LE MONDE | 02.10.07 | 14h34 • Mis à jour le 02.10.07 | 14h34
ous avez rendu votre rapport sur la mondialisation à Nicolas Sarkozy en soulignant que la France devait être "amie, alliée, pas alignée". Y a-t-il un nouveau choix atlantiste depuis la présidentielle ? Le président Sarkozy a réendossé cette formule "amie, alliée, pas alignée". Il faut voir ce que cela donne en pratique. Il est évident que la tentation existe. Elle existe dans sa majorité, dans certains courants à gauche, dans une partie de l'opinion, plutôt dans les élites. Par exemple, sur les questions de l'OTAN. Le général de Gaulle était sorti après plusieurs années où il avait négocié avec les Américains pour que l'alliance donne plus de place aux alliés. C'est parce qu'il n'a pas réussi qu'il a fini par sortir. Il n'est sorti qu'en 1966 alors qu'il était là depuis 1958. Les militaires souhaitent y rentrer car ce serait plus commode pour eux, plus pratique, plus prestigieux, plus inter-opérationnel. Mais cela n'a pas d'intérêt. En revanche, utiliser l'idée d'un retour possible de la France dans une alliance réformée, faire de la disponibilité française le levier d'une réforme qui permettrait un pilier européen dans l'alliance de s'exprimer, cela n'est pas critiquable a priori. La visite de Nicolas Sarkozy à George Bush cet été, et les déclarations de Bernard Kouchner sur l'Iran marquent-elles un changement de politique ?
Pas encore. Cela peut le devenir. Le fait d'avoir des relations moins mauvaises avec les Etats-Unis, c'est ce que Jacques Chirac a fait pendant les deux dernières années. Il a passé tout son temps à corriger non pas le fond - puisqu'il avait raison dans l'affaire de l'Irak -, mais à corriger les dégâts psychologiques, amicaux, sentimentaux, notamment avec l'opinion américaine, y compris les anti-Bush. Et Nicolas Sarkozy, en ce moment, n'est pas en rupture avec la dernière période Chirac sur les Etats-Unis. Le fait d'aller en vacances aux Etats-Unis, de rencontrer à cette occasion le président, ce qui est la moindre des choses, ce n'est pas une inflexion. Ce serait un vrai changement si, finalement, il nous disait dans quelque temps, j'ai posé les conditions pour l'OTAN mais c'est plus compliqué que prévu et cela gêne les Britanniques, mais c'est plus important de rentrer dans l'OTAN et donc on y va...
Bernard Kouchner a-t-il eu raison d'utiliser le mot "guerre" à propos de l'Iran ?
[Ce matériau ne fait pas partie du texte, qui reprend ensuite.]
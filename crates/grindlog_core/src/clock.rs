//! Time source for "now" and "today".
//!
//! # Responsibility
//! - Provide epoch-millisecond instants for last-modified stamps.
//! - Map instants and calendar dates to the host's local timezone.
//!
//! # Invariants
//! - `Clock::today()` is always the local date of `Clock::now_ms()`.
//! - Clones of a `FixedClock` share one instant.

use chrono::{DateTime, Duration, Local, NaiveDate, NaiveDateTime, NaiveTime, TimeZone, Utc};
use std::sync::atomic::{AtomicI64, Ordering};
use std::sync::Arc;

/// Source of the current instant.
pub trait Clock {
    /// Current instant in Unix epoch milliseconds.
    fn now_ms(&self) -> i64;

    /// Current calendar date in the host's local timezone.
    fn today(&self) -> NaiveDate {
        local_date_of_ms(self.now_ms())
    }
}

impl<C: Clock + ?Sized> Clock for &C {
    fn now_ms(&self) -> i64 {
        (**self).now_ms()
    }
}

/// Wall clock backed by the operating system.
#[derive(Debug, Clone, Copy, Default)]
pub struct SystemClock;

impl Clock for SystemClock {
    fn now_ms(&self) -> i64 {
        Local::now().timestamp_millis()
    }

    fn today(&self) -> NaiveDate {
        Local::now().date_naive()
    }
}

/// Manually driven clock for tests and replays.
#[derive(Debug, Clone)]
pub struct FixedClock {
    now_ms: Arc<AtomicI64>,
}

impl FixedClock {
    pub fn at_ms(now_ms: i64) -> Self {
        Self {
            now_ms: Arc::new(AtomicI64::new(now_ms)),
        }
    }

    /// Pins the clock to `hour:minute` local time on `date`.
    ///
    /// Out-of-range wall times fall back to local midnight.
    pub fn at_local(date: NaiveDate, hour: u32, minute: u32) -> Self {
        Self::at_ms(local_wall_time_ms(date, hour, minute))
    }

    pub fn set_ms(&self, now_ms: i64) {
        self.now_ms.store(now_ms, Ordering::SeqCst);
    }

    pub fn set_local(&self, date: NaiveDate, hour: u32, minute: u32) {
        self.set_ms(local_wall_time_ms(date, hour, minute));
    }

    pub fn advance_ms(&self, delta_ms: i64) {
        self.now_ms.fetch_add(delta_ms, Ordering::SeqCst);
    }

    /// Moves to the same wall time `days` calendar days later.
    pub fn advance_days(&self, days: i64) {
        let current = DateTime::<Utc>::from_timestamp_millis(self.now_ms())
            .unwrap_or_default()
            .with_timezone(&Local)
            .naive_local();
        self.set_ms(local_naive_to_ms(current + Duration::days(days)));
    }
}

impl Clock for FixedClock {
    fn now_ms(&self) -> i64 {
        self.now_ms.load(Ordering::SeqCst)
    }
}

/// Local calendar date of an epoch-millisecond instant.
///
/// Instants outside chrono's range clamp to the Unix epoch.
pub fn local_date_of_ms(ms: i64) -> NaiveDate {
    DateTime::<Utc>::from_timestamp_millis(ms)
        .unwrap_or_default()
        .with_timezone(&Local)
        .date_naive()
}

/// First millisecond of `date` in local time.
pub fn local_day_start_ms(date: NaiveDate) -> i64 {
    local_naive_to_ms(date.and_time(NaiveTime::MIN))
}

/// Last millisecond of `date` in local time (inclusive bound).
pub fn local_day_end_ms(date: NaiveDate) -> i64 {
    let next_midnight = date.and_time(NaiveTime::MIN) + Duration::days(1);
    local_naive_to_ms(next_midnight) - 1
}

/// Converts a local wall time to epoch milliseconds.
///
/// Ambiguous wall times (DST fall-back) resolve to the earlier instant.
/// Wall times skipped by a DST jump are shifted by the current offset.
pub fn local_naive_to_ms(naive: NaiveDateTime) -> i64 {
    match naive.and_local_timezone(Local).earliest() {
        Some(local) => local.timestamp_millis(),
        None => {
            let offset_secs = Local.offset_from_utc_datetime(&naive).local_minus_utc();
            naive.and_utc().timestamp_millis() - i64::from(offset_secs) * 1000
        }
    }
}

fn local_wall_time_ms(date: NaiveDate, hour: u32, minute: u32) -> i64 {
    let time = NaiveTime::from_hms_opt(hour, minute, 0).unwrap_or(NaiveTime::MIN);
    local_naive_to_ms(date.and_time(time))
}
Dire qu'un conflit est possible, cela ne me choque pas car je ne suis pas dans le langage béni-oui-oui. Je pense qu'il y a un risque de clash. Samuel Huntington a été mal compris. Il n'a pas préconisé la guerre des civilisations, il a dit : il y a un risque. Nous ne sommes pas dans la gentille communauté internationale, où l'histoire n'est pas finie. Il y a des conflits énormes qui se préparent. La bonne attitude est de dire, comme Huntington, que c'est une perspective qui existe. Nous la refusons et nous allons tout faire pour que cela ne se produise pas (...) Il faut éviter la tentation occidentaliste. L'occidentalisme étant à l'Occident ce que l'islamisme est à l'islam. (...) Ce qu'a dit Bernard Kouchner là-dessus ne m'a pas gêné. Sur l'Iran, la phrase-clé est celle du président Sarkozy, en disant il faut tout faire pour échapper au choix entre la bombe iranienne ou les bombardements. Evoquer la guerre, c'est sans doute trop tôt.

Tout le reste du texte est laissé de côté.